_WHAT TO PRODUCE_:
Which lines in the data below contain the word "serde"? Return each of them.

─── MATERIAL SHOWN ───

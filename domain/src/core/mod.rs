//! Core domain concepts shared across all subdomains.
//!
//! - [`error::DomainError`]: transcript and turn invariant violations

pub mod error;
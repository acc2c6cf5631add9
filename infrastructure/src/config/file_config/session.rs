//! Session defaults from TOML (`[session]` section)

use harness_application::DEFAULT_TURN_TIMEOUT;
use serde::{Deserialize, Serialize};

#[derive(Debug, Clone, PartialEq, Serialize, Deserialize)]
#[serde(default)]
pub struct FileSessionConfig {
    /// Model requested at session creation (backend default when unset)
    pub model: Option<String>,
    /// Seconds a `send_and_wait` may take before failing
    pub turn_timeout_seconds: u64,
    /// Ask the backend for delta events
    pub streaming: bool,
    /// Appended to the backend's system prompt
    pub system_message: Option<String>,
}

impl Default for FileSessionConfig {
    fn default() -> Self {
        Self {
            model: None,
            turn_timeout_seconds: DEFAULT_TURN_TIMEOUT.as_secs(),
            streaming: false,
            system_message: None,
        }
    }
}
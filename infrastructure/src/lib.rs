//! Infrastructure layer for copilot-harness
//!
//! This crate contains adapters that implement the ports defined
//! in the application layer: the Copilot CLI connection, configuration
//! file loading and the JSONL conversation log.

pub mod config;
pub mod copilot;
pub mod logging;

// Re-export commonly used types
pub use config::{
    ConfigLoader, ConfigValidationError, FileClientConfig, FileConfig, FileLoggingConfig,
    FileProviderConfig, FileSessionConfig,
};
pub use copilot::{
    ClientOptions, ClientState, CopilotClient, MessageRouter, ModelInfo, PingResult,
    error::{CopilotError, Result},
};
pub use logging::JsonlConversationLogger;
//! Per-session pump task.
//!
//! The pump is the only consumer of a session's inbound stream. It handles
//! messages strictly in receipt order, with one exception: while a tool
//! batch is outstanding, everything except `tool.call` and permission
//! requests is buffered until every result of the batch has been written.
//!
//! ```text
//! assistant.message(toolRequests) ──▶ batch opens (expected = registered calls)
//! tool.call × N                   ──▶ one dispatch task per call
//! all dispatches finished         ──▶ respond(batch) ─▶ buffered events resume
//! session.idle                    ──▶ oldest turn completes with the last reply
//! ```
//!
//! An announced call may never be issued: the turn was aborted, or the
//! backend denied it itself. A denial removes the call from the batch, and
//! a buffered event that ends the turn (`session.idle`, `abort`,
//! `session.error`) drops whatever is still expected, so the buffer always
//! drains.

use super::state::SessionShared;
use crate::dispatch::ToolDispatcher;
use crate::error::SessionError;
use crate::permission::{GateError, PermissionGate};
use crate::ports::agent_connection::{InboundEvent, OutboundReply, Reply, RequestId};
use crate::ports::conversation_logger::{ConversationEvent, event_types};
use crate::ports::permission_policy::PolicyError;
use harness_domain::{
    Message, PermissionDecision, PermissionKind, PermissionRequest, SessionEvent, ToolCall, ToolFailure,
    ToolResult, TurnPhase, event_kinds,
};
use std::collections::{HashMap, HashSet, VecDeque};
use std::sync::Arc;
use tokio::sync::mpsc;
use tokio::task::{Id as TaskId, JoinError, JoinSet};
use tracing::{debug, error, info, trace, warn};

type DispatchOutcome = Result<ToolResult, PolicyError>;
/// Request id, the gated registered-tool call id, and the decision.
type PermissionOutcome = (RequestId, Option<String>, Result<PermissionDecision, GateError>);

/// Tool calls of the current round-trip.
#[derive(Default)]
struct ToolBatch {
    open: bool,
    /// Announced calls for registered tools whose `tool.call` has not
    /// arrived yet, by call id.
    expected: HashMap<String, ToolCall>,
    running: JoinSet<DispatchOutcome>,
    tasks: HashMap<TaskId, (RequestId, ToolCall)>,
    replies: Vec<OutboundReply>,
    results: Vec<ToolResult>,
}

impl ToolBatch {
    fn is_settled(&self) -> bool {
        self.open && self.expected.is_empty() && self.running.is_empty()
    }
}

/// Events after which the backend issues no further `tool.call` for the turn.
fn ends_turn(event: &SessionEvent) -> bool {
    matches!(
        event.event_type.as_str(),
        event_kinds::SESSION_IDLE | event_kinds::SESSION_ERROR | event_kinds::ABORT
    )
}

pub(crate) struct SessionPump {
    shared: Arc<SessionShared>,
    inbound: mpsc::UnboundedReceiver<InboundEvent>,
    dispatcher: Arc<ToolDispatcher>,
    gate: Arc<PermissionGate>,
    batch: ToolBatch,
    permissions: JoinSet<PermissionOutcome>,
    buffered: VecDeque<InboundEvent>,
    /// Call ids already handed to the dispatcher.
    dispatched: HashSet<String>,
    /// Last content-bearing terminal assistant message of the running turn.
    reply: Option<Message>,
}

───

_THE COMPLETED TASK_:
use serde::{Deserialize, Serialize};
#[serde(default)]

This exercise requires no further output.